We round up the blog posts, tweets and going-out scuttlebutt that have the GOG pod buzzing.
Last week, Zagat issued a manifesto calling for the end to what it deemed were the most irritating trends in the dining world, trends we have spotted right here in Washington, including chalkboard menus (like you might see at Dangerously Delicious Pies or Room 11) pop-up restaurants (hello, Sensorium), and comfort-food joints — you know, the sort that serve fried mac and cheese, as Birch and Barley does, or beloved chicken and waffles, like you’ll find at Marvin.
And then there are trends that we haven’t even begun to see, such as mustachioed bartenders. But they should arrive any day now... [Zagat]
Saturday’s Preakness went off without incident, despite the new half-horse, all-party boy mascot Kegasus (check out Kegs’s kind of awesome chat on The Post here), the all-you-can-drink beer and all the hand-wringing in the New York Times last week. But at the event, The Post’s Robert McCartney found more ugly talk of social standing and class — think “well-to-do” versus “hoi polloi” — than we’ve seen since the royal wedding. Readers: Did you go? What did you think? [The Washington Post]

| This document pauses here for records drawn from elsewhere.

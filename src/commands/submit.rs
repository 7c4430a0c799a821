//! # submit 命令实现
//!
//! 组装并提交 Xcompact3d 作业。
//!
//! ## 流程
//! 1. 推导 MPI 资源布局和环境变量覆盖
//! 2. 在作业实际使用的 `PATH` 中查找 `xcompact3d`
//! 3. 收集算例输入，创建作业目录
//! 4. 关闭 `input.i3d` 中的 `validation_restart`
//! 5. 提交（`--dry-run` 时跳过）
//!
//! ## 依赖关系
//! - 使用 `cli/mod.rs` 解析的参数
//! - 使用 `batch/`, `parsers/namelist.rs`, `utils/`

use crate::batch::{collect_example_inputs, JobDescription, SlurmWorkflow};
use crate::cli::CliOptions;
use crate::error::{XcsubError, Result};
use crate::models::{ResourceLayout, Runner};
use crate::parsers::namelist;
use crate::utils::environment::{self, find_in_search_path, HostEnv};
use crate::utils::output;

use std::path::PathBuf;
use tabled::{Table, Tabled};

/// 模拟程序名
pub const APP_NAME: &str = "xcompact3d";
const JOB_NAME: &str = "Simulation";

/// 作业概要表行
#[derive(Debug, Clone, Tabled)]
struct SummaryRow {
    #[tabled(rename = "Setting")]
    setting: &'static str,
    #[tabled(rename = "Value")]
    value: String,
}

/// 执行 submit 命令
pub fn execute(runner: Runner, opts: CliOptions, host: &HostEnv) -> Result<()> {
    output::print_header("Xcompact3d Batch Submission");

    let workflow = prepare(runner, &opts, host)?;

    output::print_separator();
    if opts.dry_run {
        output::print_dry(&format!(
            "Job prepared in {} ({} ranks), not submitted",
            workflow.directory().display(),
            workflow.job().layout.total_ranks()
        ));
        return Ok(());
    }

    let reply = workflow.submit(host)?;
    output::print_success(&reply);
    output::print_done(&format!("Submitted {}", workflow.script_path().display()));
    Ok(())
}

/// 创建作业目录并修补输入文件，返回可提交的工作流
pub fn prepare(runner: Runner, opts: &CliOptions, host: &HostEnv) -> Result<SlurmWorkflow> {
    let layout = ResourceLayout::new(opts.ranks_per_node, opts.nodes);
    let env = environment::compose(opts.use_site_stack, runner, host)?;
    if !env.is_empty() {
        output::print_info(&format!(
            "Using site software stack for {} ({} environment overrides)",
            runner,
            env.len()
        ));
    }

    let app = locate_app(env.effective_search_path(host))?;
    output::print_info(&format!("Found {}: {}", APP_NAME, app.display()));

    let inputs = collect_example_inputs(&opts.example)?;
    if inputs
        .iter()
        .any(|i| i.target == namelist::INPUT_FILE_NAME && i.source != opts.example)
    {
        output::print_warning(&format!(
            "Example directory already contains {}; it is replaced by {}",
            namelist::INPUT_FILE_NAME,
            opts.example.display()
        ));
    }

    let job = JobDescription {
        runner,
        directory: opts.outdir.clone(),
        name: JOB_NAME.to_string(),
        app,
        layout,
        charge: opts.charge.clone(),
        walltime: opts.walltime.clone(),
        partition: opts.partition.clone(),
        environment: env,
        inputs,
    };
    print_summary(&job);

    let mut workflow = SlurmWorkflow::new(job);
    workflow.create()?;
    output::print_success(&format!(
        "Created run directory {}",
        workflow.directory().display()
    ));

    namelist::disable_validation_restart(workflow.directory())?;
    output::print_success(&format!(
        "Disabled validation_restart in {}",
        namelist::INPUT_FILE_NAME
    ));

    Ok(workflow)
}

fn locate_app(search_path: Option<&str>) -> Result<PathBuf> {
    search_path
        .and_then(|path| find_in_search_path(APP_NAME, path))
        .ok_or_else(|| XcsubError::CommandNotFound {
            command: APP_NAME.to_string(),
        })
}

fn print_summary(job: &JobDescription) {
    let mut rows = vec![
        SummaryRow {
            setting: "Runner",
            value: job.runner.to_string(),
        },
        SummaryRow {
            setting: "Directory",
            value: job.directory.display().to_string(),
        },
        SummaryRow {
            setting: "Account",
            value: job.charge.clone(),
        },
        SummaryRow {
            setting: "Wall time",
            value: job.walltime.clone(),
        },
        SummaryRow {
            setting: "Nodes",
            value: job.layout.nodes().to_string(),
        },
        SummaryRow {
            setting: "Ranks per node",
            value: job.layout.ranks_per_node().to_string(),
        },
        SummaryRow {
            setting: "Total ranks",
            value: job.layout.total_ranks().to_string(),
        },
        SummaryRow {
            setting: "Input files",
            value: job.inputs.len().to_string(),
        },
    ];
    if let Some(partition) = &job.partition {
        rows.push(SummaryRow {
            setting: "QOS",
            value: partition.qos.clone(),
        });
        rows.push(SummaryRow {
            setting: "Constraint",
            value: partition.constraint.clone(),
        });
    }

    println!("{}", Table::new(rows));
}
//! # MPI 资源布局
//!
//! 由每节点进程数和节点数推导总进程数。
//!
//! ## 依赖关系
//! - 被 `commands/submit.rs`, `batch/workflow.rs` 使用
//! - 无外部模块依赖

/// MPI 资源布局
///
/// 总进程数始终由 `ranks_per_node * nodes` 计算，不单独存储。
/// 两个输入都应为正整数，命令行层负责拒绝 0。
#[derive(Debug, Clone, Copy, PartialEq, Eq)]
pub struct ResourceLayout {
    ranks_per_node: u32,
    nodes: u32,
}

impl ResourceLayout {
    pub fn new(ranks_per_node: u32, nodes: u32) -> Self {
        debug_assert!(ranks_per_node > 0 && nodes > 0);
        Self {
            ranks_per_node,
            nodes,
        }
    }

    pub fn ranks_per_node(&self) -> u32 {
        self.ranks_per_node
    }

    pub fn nodes(&self) -> u32 {
        self.nodes
    }

    /// 总 MPI 进程数
    pub fn total_ranks(&self) -> u64 {
        u64::from(self.ranks_per_node) * u64::from(self.nodes)
    }
}

#[cfg(test)]
mod tests {
    use super::*;

    #[test]
    fn test_total_ranks() {
        assert_eq!(ResourceLayout::new(1, 1).total_ranks(), 1);
        assert_eq!(ResourceLayout::new(32, 1).total_ranks(), 32);
        assert_eq!(ResourceLayout::new(128, 64).total_ranks(), 8192);
    }

    #[test]
    fn test_total_ranks_does_not_overflow() {
        let layout = ResourceLayout::new(u32::MAX, 2);
        assert_eq!(layout.total_ranks(), u64::from(u32::MAX) * 2);
        assert_eq!(layout.nodes(), 2);
        assert_eq!(layout.ranks_per_node(), u32::MAX);
    }
}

In summer festival news, the City Paper dissected what the heck happened with the now-canceled ZepFest that was supposed to take place at National Harbor next weekend. Turns out even the Yardbirds, who were slated to play the fest, didn’t get the memo that they shouldn’t bother showing up. [Washington City Paper]

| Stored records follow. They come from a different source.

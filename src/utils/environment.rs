//! # 环境变量处理
//!
//! - `HostEnv`: 启动时捕获的进程环境快照（只读）
//! - `EnvironmentOverrides`: 作用于作业子进程的环境变量覆盖
//! - `compose`: 在使用站点软件栈时，把站点目录前置到 `PATH` / `LD_LIBRARY_PATH`
//!
//! 父进程自身的环境变量从不被修改。
//!
//! ## 依赖关系
//! - 被 `models/runner.rs`, `commands/submit.rs`, `batch/workflow.rs` 使用
//! - 使用 `which` 在指定搜索路径中查找可执行文件

use crate::error::{XcsubError, Result};
use crate::models::Runner;

use std::collections::{BTreeMap, HashMap};
use std::path::{Path, PathBuf};
use std::process::Command;

pub const SEARCH_PATH_VAR: &str = "PATH";
pub const LIBRARY_PATH_VAR: &str = "LD_LIBRARY_PATH";

/// 进程环境快照
#[derive(Debug, Clone, Default)]
pub struct HostEnv {
    vars: HashMap<String, String>,
}

impl HostEnv {
    /// 捕获当前进程环境（忽略非 UTF-8 变量）
    pub fn capture() -> Self {
        let vars = std::env::vars_os()
            .filter_map(|(k, v)| Some((k.into_string().ok()?, v.into_string().ok()?)))
            .collect();
        Self { vars }
    }

    pub fn from_pairs<I, K, V>(pairs: I) -> Self
    where
        I: IntoIterator<Item = (K, V)>,
        K: Into<String>,
        V: Into<String>,
    {
        Self {
            vars: pairs
                .into_iter()
                .map(|(k, v)| (k.into(), v.into()))
                .collect(),
        }
    }

    pub fn get(&self, name: &str) -> Option<&str> {
        self.vars.get(name).map(String::as_str)
    }

    /// 在快照的 `PATH` 中查找可执行文件
    pub fn find_executable(&self, command: &str) -> Option<PathBuf> {
        find_in_search_path(command, self.get(SEARCH_PATH_VAR)?)
    }
}

/// 在给定的搜索路径字符串中查找可执行文件
pub fn find_in_search_path(command: &str, search_path: &str) -> Option<PathBuf> {
    let cwd = std::env::current_dir().unwrap_or_else(|_| PathBuf::from("."));
    which::which_in(command, Some(search_path), cwd).ok()
}

/// 作业子进程的环境变量覆盖
#[derive(Debug, Clone, Default, PartialEq, Eq)]
pub struct EnvironmentOverrides {
    vars: BTreeMap<String, String>,
}

impl EnvironmentOverrides {
    pub fn is_empty(&self) -> bool {
        self.vars.is_empty()
    }

    pub fn len(&self) -> usize {
        self.vars.len()
    }

    pub fn get(&self, name: &str) -> Option<&str> {
        self.vars.get(name).map(String::as_str)
    }

    pub fn iter(&self) -> impl Iterator<Item = (&str, &str)> {
        self.vars.iter().map(|(k, v)| (k.as_str(), v.as_str()))
    }

    /// 作业实际使用的 `PATH`：优先覆盖值，否则沿用宿主环境
    pub fn effective_search_path<'a>(&'a self, host: &'a HostEnv) -> Option<&'a str> {
        self.get(SEARCH_PATH_VAR).or_else(|| host.get(SEARCH_PATH_VAR))
    }

    /// 应用到子进程
    pub fn apply(&self, command: &mut Command) {
        command.envs(self.vars.iter());
    }

    fn prepend(&mut self, name: &str, dir: &Path, host: &HostEnv) {
        let value = match host.get(name).filter(|v| !v.is_empty()) {
            Some(existing) => format!("{}:{}", dir.display(), existing),
            None => dir.display().to_string(),
        };
        self.vars.insert(name.to_string(), value);
    }
}

/// 组合环境变量覆盖
///
/// 不使用站点软件栈时返回空映射，与运行环境无关。
pub fn compose(use_site_stack: bool, runner: Runner, host: &HostEnv) -> Result<EnvironmentOverrides> {
    let mut overrides = EnvironmentOverrides::default();
    if !use_site_stack {
        return Ok(overrides);
    }

    let profile = runner.site_profile().ok_or_else(|| XcsubError::MissingProfile {
        runner: runner.to_string(),
    })?;

    overrides.prepend(SEARCH_PATH_VAR, &profile.bin_dir(), host);
    overrides.prepend(LIBRARY_PATH_VAR, &profile.lib_dir(), host);
    Ok(overrides)
}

If you didn’t make it to the Uncapped Live space in the District yet, Brightest Young Things has photos from the official opening night on Friday. As expected, it looked wild. [Brightest Young Things]

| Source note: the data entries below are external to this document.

//! # 工具函数模块
//!
//! 提供美化输出、进度条、环境变量组合、Slurm 脚本生成等工具。
//!
//! ## 依赖关系
//! - 被 `commands/`, `batch/` 模块使用
//! - 子模块: environment, output, progress, slurm

pub mod environment;
pub mod output;
pub mod progress;
pub mod slurm;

As the old saying goes, loose lips sink ships, and nothing gets lips flapping like a fully stocked bar of booze. One Baltimore watering hole, the Mount Royal Tavern, has set it up so that loose lips will sink your bank roll. The bar charges patrons 25 cents if they let any dirty words escape their mouths. Any bartender who serves up a profanity along with a drink order will have to cough up a whole buck. All the money in the Cuss Bucket goes to local charities benefiting animals. Said owner Ron Carback, “My thought was: ‘Be an animal, then help the animals.’ ” [The Baltimore Sun]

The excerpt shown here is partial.